Wenn die Elternbeiträge allerdings nicht wie vorgeschlagen angehoben
werden, wird die Stadt Haan die Erhöhung der Qualitätsstandards wegen der
zunehmend problematischen Haushaltslage finanziell nicht stemmen können. Wie
oben dargelegt, gibt es aktuell keine Signale aus dem Ministerium, weitere
Mittel ins System OGS zu geben.
Beschlussvorschlag:
Der BSA stellt fest, dass das Land weiterhin keine Standards für den OGS-Betrieb setzt, um keine konnexitätsrelevanten Tatbestände zu formulieren. Die Finanzierung des OGS-Anspruchs liegt damit weiterhin hauptsächlich bei den Kommunen mit steigender Tendenz. Vor dem Hintergrund der prekären Haushaltslage empfiehlt der BSA daher dem Rat, die grundsätzlich sinnvolle Freistellung der OGS Leitung in einem Umfang von 0,4 VZÄ ab dem Schuljahr 2026/27 außerhalb des Personalschlüssels für das pädagogische Personal (derzeit 0,5 VZÄ Freistellung unter Anrechnung auf den Schlüssel für das pädagogische Personal) von der Erhöhung der Elternbeiträge abhängig zu machen. Soweit die Elternbeiträge angehoben werden, ist eine entsprechende Freistellung bei anstehenden und künftigen Ausschreibungen sowie bei den beiden städtischen OGS-Standorten im Stellenplan für das Jahr 2026 ff. zu berücksichtigen.
Finanz. Auswirkung:
Städtische OGS Gruiten und Don Bosco: Erst mit dem Stellenplan 2026
OGS Bollenberg und Mittelhaan: Derzeit noch nicht absehbar, abhängig vom Ergebnis der Vergabeverfahren
Kalkulationsgrundlage sind Kosten einer städtischen OGS-Leitung (VZÄ = 89 T€ jährlich).

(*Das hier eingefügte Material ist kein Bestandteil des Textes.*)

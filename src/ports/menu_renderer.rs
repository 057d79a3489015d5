//! Menu Renderer Port - The status-bar display protocol.

use thiserror::Error;

use crate::domain::menu::Menu;

/// Port for emitting an assembled menu to the host status bar.
pub trait MenuRenderer: Send + Sync {
    /// Render `menu`. Called exactly once per invocation.
    fn render(&self, menu: &Menu) -> Result<(), RenderError>;
}

/// Rendering errors.
#[derive(Debug, Error)]
pub enum RenderError {
    #[error("Failed to write menu: {0}")]
    Io(#[from] std::io::Error),

    #[error("Renderer output is poisoned")]
    Poisoned,
}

Mit kalkulierten Mehrerträgen bei den Elternbeiträgen in Kitas und OGS von insgesamt 178 T€ jährlich können an den fünf OGS-Standorten (KGS Don Bosco, GGS Bollenberg, Mittelhaan, Unterhaan und Gruiten) jeweils 0,4 VZÄ OGS-Leitung als freigestellte Kräfte finanziert werden (5 x 35.600 € = 178.000 €). Wenn der Rat einer entsprechenden Satzungsänderung nicht zustimmt, können die durch den OGS-Qualitätszirkel empfohlenen Standards (1 VZÄ OGS-Leitung pro OGS-Standort) nicht einmal zu 40 % finanziert werden.
Nachhaltigkeitseinschätzung:
Die Nachhaltigkeitsstrategie der Stadt Haan wird durch diese Vorlage nicht berührt.